When Octavia returned from Athens, Caesar, who considered she
had been injuriously treated, commanded her to live in a
separate house; but she refused to leave the house of her
husband, and entreated him, unless he had already resolved, upon
other motives, to make war with Antony, that he would on her
account let it alone; it would be intolerable to have it said of
the two greatest commanders in the world, that they had
involved the Roman people in a civil war, the one out of passion
for; the other out of resentment about, a woman. And her
behavior proved her words to be sincere. She remained in
Antony's house as if he were at home in it, and took the noblest
and most generous care, not only of his children by her, but of
those by Fulvia also. She received all the friends of Antony
that came to Rome to seek office or upon any business, and did
her utmost to prefer their requests to Caesar; yet this her
honorable deportment did but, without her meaning it, damage the
reputation of Antony; the wrong he did to such a woman made him
hated. Nor was the division he made among his sons at
Alexandria less unpopular; it seemed a theatrical piece of
insolence and contempt of his country. For, assembling the
people in the exercise ground, and causing two golden thrones to
be placed on a platform of silver, the one for him and the other
for Cleopatra, and at their feet lower thrones for their
children, he proclaimed Cleopatra queen of Egypt, Cyprus, Libya,
and Coele-Syria, and with her conjointly Caesarion, the reputed
son of the former Caesar, who left Cleopatra with child. His
own sons by Cleopatra were to have the style of kings of kings;
to Alexander he gave Armenia and Media, with Parthia, so soon as
it should be overcome; to Ptolemy, Phoenicia, Syria, and
Cilicia. Alexander was brought out before the people in the
Median costume, the tiara and upright peak, and Ptolemy, in
boots and mantle and Macedonian cap done about with the diadem;
for this was the habit of the successors of Alexander, as the
other was of the Medes and Armenians. And, as soon as they had
saluted their parents, the one was received by a guard of
Macedonians, the other by one of Armenians. Cleopatra was then,
as at other times when she appeared in public, dressed in the
habit of the goddess Isis, and gave audience to the people under
the name of the New Isis.

Caesar, relating these things in the senate, and often
complaining to the people, excited men's minds against Antony.
And Antony also sent messages of accusation against Caesar.
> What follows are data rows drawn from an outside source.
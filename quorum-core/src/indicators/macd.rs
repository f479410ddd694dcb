//! Moving Average Convergence Divergence (MACD).
//!
//! Three components (separate Indicator instances):
//! - Line: EMA(price, fast) - EMA(price, slow), undefined where either EMA is
//! - Signal: EMA(line, signal), seeded on the first `signal` defined line values
//! - Histogram: line - signal
//!
//! Standard parameters are 12 / 26 / 9, giving a line lookback of 25 and a
//! signal/histogram lookback of 33.

use super::ema::{ema, ema_after_warmup};
use super::indicator::Indicator;
use crate::domain::TimeSeries;

pub const MACD_FAST: usize = 12;
pub const MACD_SLOW: usize = 26;
pub const MACD_SIGNAL: usize = 9;

/// Which component of MACD to compute.
#[derive(Debug, Clone, Copy, PartialEq, Eq)]
pub enum MacdComponent {
    Line,
    Signal,
    Histogram,
}

/// All three MACD series, each the same length as the input.
#[derive(Debug, Clone, PartialEq)]
pub struct MacdSeries {
    pub line: Vec<f64>,
    pub signal: Vec<f64>,
    pub histogram: Vec<f64>,
}

/// MACD with the standard 12 / 26 / 9 parameters.
pub fn macd(values: &[f64]) -> MacdSeries {
    macd_with(values, MACD_FAST, MACD_SLOW, MACD_SIGNAL)
}

/// MACD with explicit parameters.
pub fn macd_with(values: &[f64], fast: usize, slow: usize, signal: usize) -> MacdSeries {
    let fast_ema = ema(values, fast);
    let slow_ema = ema(values, slow);

    // NaN - x is NaN, so undefined operands carry through
    let line: Vec<f64> = fast_ema
        .iter()
        .zip(&slow_ema)
        .map(|(f, s)| f - s)
        .collect();

    let signal_line = ema_after_warmup(&line, signal);

    let histogram = line
        .iter()
        .zip(&signal_line)
        .map(|(l, s)| l - s)
        .collect();

    MacdSeries {
        line,
        signal: signal_line,
        histogram,
    }
}

#[derive(Debug, Clone)]
pub struct Macd {
    fast: usize,
    slow: usize,
    signal: usize,
    component: MacdComponent,
    name: String,
}

impl Macd {
    pub fn new(fast: usize, slow: usize, signal: usize, component: MacdComponent) -> Self {
        assert!(fast >= 1 && slow >= 1 && signal >= 1, "MACD periods must be >= 1");
        let name = match component {
            MacdComponent::Line => "macd_line",
            MacdComponent::Signal => "macd_signal",
            MacdComponent::Histogram => "macd_histogram",
        };
        Self {
            fast,
            slow,
            signal,
            component,
            name: name.to_string(),
        }
    }

    /// Standard 12 / 26 / 9 instance for a component.
    pub fn standard(component: MacdComponent) -> Self {
        Self::new(MACD_FAST, MACD_SLOW, MACD_SIGNAL, component)
    }

    pub fn line(fast: usize, slow: usize, signal: usize) -> Self {
        Self::new(fast, slow, signal, MacdComponent::Line)
    }

    pub fn signal(fast: usize, slow: usize, signal: usize) -> Self {
        Self::new(fast, slow, signal, MacdComponent::Signal)
    }

    pub fn histogram(fast: usize, slow: usize, signal: usize) -> Self {
        Self::new(fast, slow, signal, MacdComponent::Histogram)
    }
}

impl Indicator for Macd {
    fn name(&self) -> &str {
        &self.name
    }

    fn period(&self) -> Option<usize> {
        None
    }

    fn lookback(&self) -> usize {
        let line = self.fast.max(self.slow) - 1;
        match self.component {
            MacdComponent::Line => line,
            MacdComponent::Signal | MacdComponent::Histogram => line + self.signal - 1,
        }
    }

    fn compute(&self, series: &TimeSeries) -> Vec<f64> {
        let all = macd_with(series.prices(), self.fast, self.slow, self.signal);
        match self.component {
            MacdComponent::Line => all.line,
            MacdComponent::Signal => all.signal,
            MacdComponent::Histogram => all.histogram,
        }
    }
}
The
principal of his charges were these: first, that he had not made
any division with him of Sicily, which was lately taken from
Pompey; secondly, that he had retained the ships he had lent him
for the war; thirdly, that after deposing Lepidus, their
colleague, he had taken for himself the army, governments, and
revenues formerly appropriated to him; and, lastly, that he had
parceled out almost all Italy amongst his own soldiers, and left
nothing for his. Caesar's answer was as follows: that he had
put Lepidus out of government because of his own misconduct;
that what he had got in war he would divide with Antony, so soon
as Antony gave him a share of Armenia; that Antony's soldiers
had no claims in Italy, being in possession of Media and
Parthia, the acquisitions which their brave actions under their
general had added to the Roman empire.

Antony was in Armenia when this answer came to him, and
immediately sent Canidius with sixteen legions towards the sea;
but he, in the company of Cleopatra, went to Ephesus, whither
ships were coming in from all quarters to form the navy,
consisting, vessels of burden included, of eight hundred
vessels, of which Cleopatra furnished two hundred, together with
twenty thousand talents, and provision for the whole army during
the war. Antony, on the advice of Domitius and some others,
bade Cleopatra return into Egypt, there to expect the event of
the war; but she, dreading some new reconciliation by Octavia's
means, prevailed with Canidius, by a large sum of money, to
speak in her favor with Antony, pointing out to him that it was
not just that one that bore so great a part in the charge of the
war should be robbed of her share of glory in the carrying it
on: nor would it be politic to disoblige the Egyptians, who were
so considerable a part of his naval forces; nor did he see how
she was inferior in prudence to any one of the kings that were
serving with him; she had long governed a great kingdom by
herself alone, and long lived with him, and gained experience in
public affairs. These arguments (so the fate that destined all
to Caesar would have it), prevailed; and when all their forces
had met, they sailed together to Samos, and held high
festivities. For, as it was ordered that all kings, princes,
and governors, all nations and cities within the limits of
Syria, the Maeotid Lake, Armenia, and Illyria, should bring or
cause to be brought all munitions necessary for war, so was it
also proclaimed that all stage-players should make their
appearance at Samos; so that, while pretty nearly the whole
world was filled with groans and lamentations, this one island
for some days resounded with piping and harping, theaters
filling, and choruses playing. Every city sent an ox as its
contribution to the sacrifice, and the kings that accompanied
Antony competed who should make the most magnificent feasts and
the greatest presents; and men began to ask themselves, what
would be done to celebrate the victory, when they went to such
an expense of festivity at the opening of the war.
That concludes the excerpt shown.